Three Berklee College of Music professors, all Jamaica Plain residents, have been commissioned to write new music for the Boston Symphony Orchestra in Residence Composer Project. The works by Andrew List, Julius P. Williams, and Elena Roussanova will be the culmination of the BSO’s three-year residency in Jamaica Plain. The compositions focus on subjects and narratives that highlight Jamaica Plain’s history and culture. Forthcoming events in the project will include an educational component with visits to JP schools for composer talks, multimedia presentations, and performances by musicians from the BSO.
Andrew List served as a liaison between neighborhood associations and the BSO and proposed the idea of creating music portraying historical aspects of JP and prominent persons who have lived in the area. Each composition is a multi movement work approximately 15 minutes in duration, scored for a 12-piece chamber orchestra,.
For his part, List wrote The Emerald Necklace, a chamber symphony the takes its name from the famous local park and waterway system designed by Frederick Law Olmstead. The fanfare of the first movement depicts the creation of the Jamaicaway, a major road on the Emerald Necklace. The second movement is an impression of an evening at the Jamaica Pond. The closing movement was inspired by ancient artifacts found at Spring Brook Village (now the Arnold Arboretum). Archaeologists claim the tools and arrowheads were made by native people who dwelt there as early as 8000 B.C.

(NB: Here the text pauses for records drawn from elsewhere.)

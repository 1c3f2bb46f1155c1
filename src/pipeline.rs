//! Source text to C in one call
//!
//! [`compile`] runs the lexer, parser and generator in order. Code generation
//! is never attempted while syntax diagnostics exist.

use crate::codegen::{CodeGenerator, GenError};
use crate::parser::parser::{Diagnostics, Parser};
use thiserror::Error;

#[derive(Debug, Error)]
pub enum CompileError {
    #[error("{} syntax error(s):\n{0}", .0.len())]
    Syntax(Diagnostics),

    #[error("code generation failed: {0}")]
    Codegen(#[from] GenError),
}

impl From<Diagnostics> for CompileError {
    fn from(diagnostics: Diagnostics) -> Self {
        CompileError::Syntax(diagnostics)
    }
}

/// Compile `source` to a complete C translation unit.
pub fn compile(source: &str) -> Result<String, CompileError> {
    let mut parser = Parser::new(source);
    let program = parser.parse_program();

    if !parser.errors().is_empty() {
        tracing::debug!(errors = parser.errors().len(), "parsing failed");
        return Err(Diagnostics(parser.errors().to_vec()).into());
    }
    tracing::debug!(statements = program.statements.len(), "parsed program");
    tracing::debug!("AST:\n{}", program);

    let code = CodeGenerator::new().generate(program)?;
    tracing::debug!(bytes = code.len(), "generated C source");
    Ok(code)
}

#[cfg(test)]
mod tests {
    use super::*;

    #[test]
    fn test_syntax_errors_suppress_codegen() {
        match compile("var = 5;") {
            Err(CompileError::Syntax(diagnostics)) => assert_eq!(diagnostics.len(), 1),
            other => panic!("Expected syntax error, got {:?}", other),
        }
    }

    #[test]
    fn test_codegen_errors_surface() {
        match compile("print(missing);") {
            Err(CompileError::Codegen(GenError::UndefinedVariable { name, .. })) => {
                assert_eq!(name, "missing")
            }
            other => panic!("Expected codegen error, got {:?}", other),
        }
    }

    #[test]
    fn test_compile_is_deterministic() {
        let source = "func sq(n) { return n * n; } var s = \"a\"; print(s + \"b\"); print(sq(4));";
        let first = compile(source).unwrap();
        let second = compile(source).unwrap();
        assert_eq!(first, second);
    }

    #[test]
    fn test_error_display() {
        let err = compile("var = 5;").unwrap_err();
        assert_eq!(
            err.to_string(),
            "1 syntax error(s):\nParse error at line 1, column 5: expected identifier, got '='"
        );
    }
}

Julius Williams, an accomplished African-American composer and conductor, titled his work Songs for My Culture. It pays tribute to Maude Cuney-Hare, a Jamaica Plain resident and descendant of former slaves. Cuney-Hare is acclaimed for researching and collecting folksongs from West Africa and the African-American Diaspora. Williams incorporated “Igama Lotando” (“Song of Love”), the spiritual “My Lord, What a Morning,” and “Bai Fini,” a Creole dance song in his work. One movement makes musical allusions to the Underground Railroad that ran through the Boston area.
Russian-born Elena Roussanova titled her symphonic poem A Journey to a New Land, as a reflection on immigration. The piece honors legendary BSO conductor Serge Koussevitzky, who emigrated from Tsarist Russia and settled first in Jamaica Plain. Roussanova quotes a theme from Koussevitzky’s Double Bass Concerto as well as a song from the Russian Civil War period and other folk-like themes.
The three composers will give a presentation about their music and play excerpts at the Hunnewell Building at the Arnold Arboretum on April 20 at 6:30 P.M. A full concert at St. John’s Episcopal Church in JP and a concert-lecture for Boston school children at the Berklee Performance Center are planned for early May. (Specific dates and times to be announced.) On Sunday May 31, portions from each of the commissioned works will be performed at a gala held in Boston’s Symphony Hall.
“This project is about connectedness on many levels, bringing the Boston Symphony to Jamaica Plain for performances of music inspired by and performed in our community,” says List.
It’s also a significant milestone for Berklee. This is the first time faculty Berklee members have been commissioned by the Boston Symphony Orchestra. I’ve never heard of three composers from one community or colleagues from a single college or university being commissioned by such a major orchestra. This is probably a first.”